[Try it] Transcribe only part of the material below: the lines from the one containing "use std::time::Instant;" through the one containing "const INSUFFICIENT_MESSAGE: &str", inclusive, exactly as written.

[Dataset entries]

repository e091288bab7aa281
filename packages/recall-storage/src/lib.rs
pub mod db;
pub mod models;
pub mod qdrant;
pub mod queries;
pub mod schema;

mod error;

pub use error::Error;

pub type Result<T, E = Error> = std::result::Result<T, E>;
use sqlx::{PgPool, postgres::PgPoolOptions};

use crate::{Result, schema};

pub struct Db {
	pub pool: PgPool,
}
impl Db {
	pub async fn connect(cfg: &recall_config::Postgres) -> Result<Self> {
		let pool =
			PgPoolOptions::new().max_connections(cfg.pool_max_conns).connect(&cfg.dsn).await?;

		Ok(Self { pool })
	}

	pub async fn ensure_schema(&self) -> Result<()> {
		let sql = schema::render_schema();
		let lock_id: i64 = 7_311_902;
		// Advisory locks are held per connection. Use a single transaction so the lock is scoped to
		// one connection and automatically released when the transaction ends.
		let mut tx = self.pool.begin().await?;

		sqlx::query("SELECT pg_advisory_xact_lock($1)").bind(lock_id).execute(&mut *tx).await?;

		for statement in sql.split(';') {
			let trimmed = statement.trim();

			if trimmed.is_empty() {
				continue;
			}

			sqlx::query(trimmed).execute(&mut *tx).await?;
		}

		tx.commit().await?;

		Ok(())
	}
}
* * *
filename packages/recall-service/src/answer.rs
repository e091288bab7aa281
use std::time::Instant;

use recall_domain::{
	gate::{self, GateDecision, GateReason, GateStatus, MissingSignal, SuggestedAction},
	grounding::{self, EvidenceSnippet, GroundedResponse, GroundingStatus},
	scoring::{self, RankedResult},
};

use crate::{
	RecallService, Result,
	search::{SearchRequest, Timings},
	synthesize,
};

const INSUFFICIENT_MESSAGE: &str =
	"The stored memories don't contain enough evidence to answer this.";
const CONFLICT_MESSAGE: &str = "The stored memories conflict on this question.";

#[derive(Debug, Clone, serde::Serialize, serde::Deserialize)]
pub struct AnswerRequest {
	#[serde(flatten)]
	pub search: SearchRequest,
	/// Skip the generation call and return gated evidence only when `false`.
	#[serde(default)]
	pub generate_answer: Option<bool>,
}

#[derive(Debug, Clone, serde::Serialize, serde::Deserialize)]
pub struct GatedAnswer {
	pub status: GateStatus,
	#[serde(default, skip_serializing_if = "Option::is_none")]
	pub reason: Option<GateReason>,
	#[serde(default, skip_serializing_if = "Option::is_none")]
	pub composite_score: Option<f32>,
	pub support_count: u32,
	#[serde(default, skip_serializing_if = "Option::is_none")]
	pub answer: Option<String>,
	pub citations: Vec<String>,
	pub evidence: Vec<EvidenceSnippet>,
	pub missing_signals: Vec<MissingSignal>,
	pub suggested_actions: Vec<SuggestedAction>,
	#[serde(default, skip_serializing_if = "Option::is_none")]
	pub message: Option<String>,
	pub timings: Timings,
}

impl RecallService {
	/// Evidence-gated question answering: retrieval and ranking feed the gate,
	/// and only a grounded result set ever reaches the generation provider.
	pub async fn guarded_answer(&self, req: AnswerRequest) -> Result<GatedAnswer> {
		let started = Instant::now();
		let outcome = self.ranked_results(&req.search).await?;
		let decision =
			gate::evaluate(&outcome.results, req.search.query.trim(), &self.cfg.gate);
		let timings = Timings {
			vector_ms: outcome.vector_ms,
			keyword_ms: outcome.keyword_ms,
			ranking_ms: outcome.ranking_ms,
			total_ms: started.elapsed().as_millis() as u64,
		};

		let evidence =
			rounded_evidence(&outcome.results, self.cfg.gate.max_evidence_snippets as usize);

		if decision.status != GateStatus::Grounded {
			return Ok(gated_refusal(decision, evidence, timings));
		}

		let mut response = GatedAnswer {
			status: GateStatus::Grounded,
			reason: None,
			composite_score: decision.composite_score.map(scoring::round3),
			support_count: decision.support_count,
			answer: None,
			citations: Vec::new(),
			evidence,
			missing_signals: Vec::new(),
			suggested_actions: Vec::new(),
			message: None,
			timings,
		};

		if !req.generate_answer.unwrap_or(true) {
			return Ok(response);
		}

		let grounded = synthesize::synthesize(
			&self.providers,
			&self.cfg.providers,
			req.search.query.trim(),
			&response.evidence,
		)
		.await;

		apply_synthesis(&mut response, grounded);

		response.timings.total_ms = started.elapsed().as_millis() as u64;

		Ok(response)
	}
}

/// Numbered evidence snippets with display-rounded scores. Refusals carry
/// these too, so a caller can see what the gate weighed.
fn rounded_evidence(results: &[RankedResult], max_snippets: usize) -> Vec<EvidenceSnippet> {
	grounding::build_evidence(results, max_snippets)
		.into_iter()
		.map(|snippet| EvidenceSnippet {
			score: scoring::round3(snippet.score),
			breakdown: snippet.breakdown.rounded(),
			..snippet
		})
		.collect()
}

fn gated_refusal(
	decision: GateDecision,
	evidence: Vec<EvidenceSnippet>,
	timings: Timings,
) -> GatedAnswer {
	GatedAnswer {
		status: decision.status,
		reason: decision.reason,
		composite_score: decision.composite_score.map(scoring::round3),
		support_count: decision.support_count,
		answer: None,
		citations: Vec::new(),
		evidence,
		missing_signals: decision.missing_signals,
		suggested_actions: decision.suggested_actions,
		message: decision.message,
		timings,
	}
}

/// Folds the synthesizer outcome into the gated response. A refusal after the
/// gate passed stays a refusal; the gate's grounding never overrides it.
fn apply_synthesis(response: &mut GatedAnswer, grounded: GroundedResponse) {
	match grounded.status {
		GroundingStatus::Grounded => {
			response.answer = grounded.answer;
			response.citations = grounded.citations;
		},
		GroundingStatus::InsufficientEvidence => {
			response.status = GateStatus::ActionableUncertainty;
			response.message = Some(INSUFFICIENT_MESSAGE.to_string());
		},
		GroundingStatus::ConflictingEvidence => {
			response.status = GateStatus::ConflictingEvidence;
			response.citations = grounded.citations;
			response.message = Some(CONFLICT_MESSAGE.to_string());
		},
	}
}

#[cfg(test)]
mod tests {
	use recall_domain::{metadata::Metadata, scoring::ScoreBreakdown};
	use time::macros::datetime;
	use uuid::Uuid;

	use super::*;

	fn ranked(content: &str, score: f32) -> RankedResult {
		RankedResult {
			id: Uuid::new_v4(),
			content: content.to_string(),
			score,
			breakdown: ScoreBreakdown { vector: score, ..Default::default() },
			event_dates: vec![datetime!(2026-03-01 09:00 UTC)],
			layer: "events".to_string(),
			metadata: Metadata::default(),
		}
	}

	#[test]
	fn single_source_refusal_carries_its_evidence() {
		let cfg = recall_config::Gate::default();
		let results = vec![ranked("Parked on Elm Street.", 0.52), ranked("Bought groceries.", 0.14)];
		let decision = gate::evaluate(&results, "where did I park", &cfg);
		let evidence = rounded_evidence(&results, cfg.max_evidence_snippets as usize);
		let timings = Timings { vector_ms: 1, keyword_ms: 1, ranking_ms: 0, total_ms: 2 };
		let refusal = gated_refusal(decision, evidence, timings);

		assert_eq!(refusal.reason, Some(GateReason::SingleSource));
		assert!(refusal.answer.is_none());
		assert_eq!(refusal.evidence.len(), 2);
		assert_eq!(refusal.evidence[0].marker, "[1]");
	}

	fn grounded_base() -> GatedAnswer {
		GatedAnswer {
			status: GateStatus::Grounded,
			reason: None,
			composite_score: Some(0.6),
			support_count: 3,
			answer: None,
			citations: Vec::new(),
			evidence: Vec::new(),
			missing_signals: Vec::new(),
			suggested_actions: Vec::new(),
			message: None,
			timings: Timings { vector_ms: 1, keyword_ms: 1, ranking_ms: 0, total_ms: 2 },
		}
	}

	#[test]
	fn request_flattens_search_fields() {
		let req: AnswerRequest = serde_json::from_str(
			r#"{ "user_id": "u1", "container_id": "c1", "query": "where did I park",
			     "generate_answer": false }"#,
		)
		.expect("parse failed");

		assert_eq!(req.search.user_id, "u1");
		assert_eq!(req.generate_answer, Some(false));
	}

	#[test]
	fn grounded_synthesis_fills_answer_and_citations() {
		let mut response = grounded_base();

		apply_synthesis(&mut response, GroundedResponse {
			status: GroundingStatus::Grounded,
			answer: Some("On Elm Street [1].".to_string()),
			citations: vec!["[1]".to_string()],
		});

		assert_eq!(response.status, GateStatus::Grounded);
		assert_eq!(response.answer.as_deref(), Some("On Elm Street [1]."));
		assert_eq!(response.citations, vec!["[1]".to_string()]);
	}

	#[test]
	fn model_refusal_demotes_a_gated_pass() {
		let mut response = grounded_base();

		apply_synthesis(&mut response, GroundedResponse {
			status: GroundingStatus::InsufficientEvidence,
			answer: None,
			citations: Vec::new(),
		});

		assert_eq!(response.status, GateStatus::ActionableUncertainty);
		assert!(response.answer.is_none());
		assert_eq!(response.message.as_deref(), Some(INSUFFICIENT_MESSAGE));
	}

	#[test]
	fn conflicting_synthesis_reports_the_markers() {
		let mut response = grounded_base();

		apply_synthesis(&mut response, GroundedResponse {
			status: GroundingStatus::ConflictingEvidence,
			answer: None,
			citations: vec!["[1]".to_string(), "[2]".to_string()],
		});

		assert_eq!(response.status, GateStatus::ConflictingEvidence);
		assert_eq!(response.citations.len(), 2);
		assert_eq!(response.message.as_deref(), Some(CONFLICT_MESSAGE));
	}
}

[Result below]
use std::time::Instant;

use recall_domain::{
	gate::{self, GateDecision, GateReason, GateStatus, MissingSignal, SuggestedAction},
	grounding::{self, EvidenceSnippet, GroundedResponse, GroundingStatus},
	scoring::{self, RankedResult},
};

use crate::{
	RecallService, Result,
	search::{SearchRequest, Timings},
	synthesize,
};

const INSUFFICIENT_MESSAGE: &str =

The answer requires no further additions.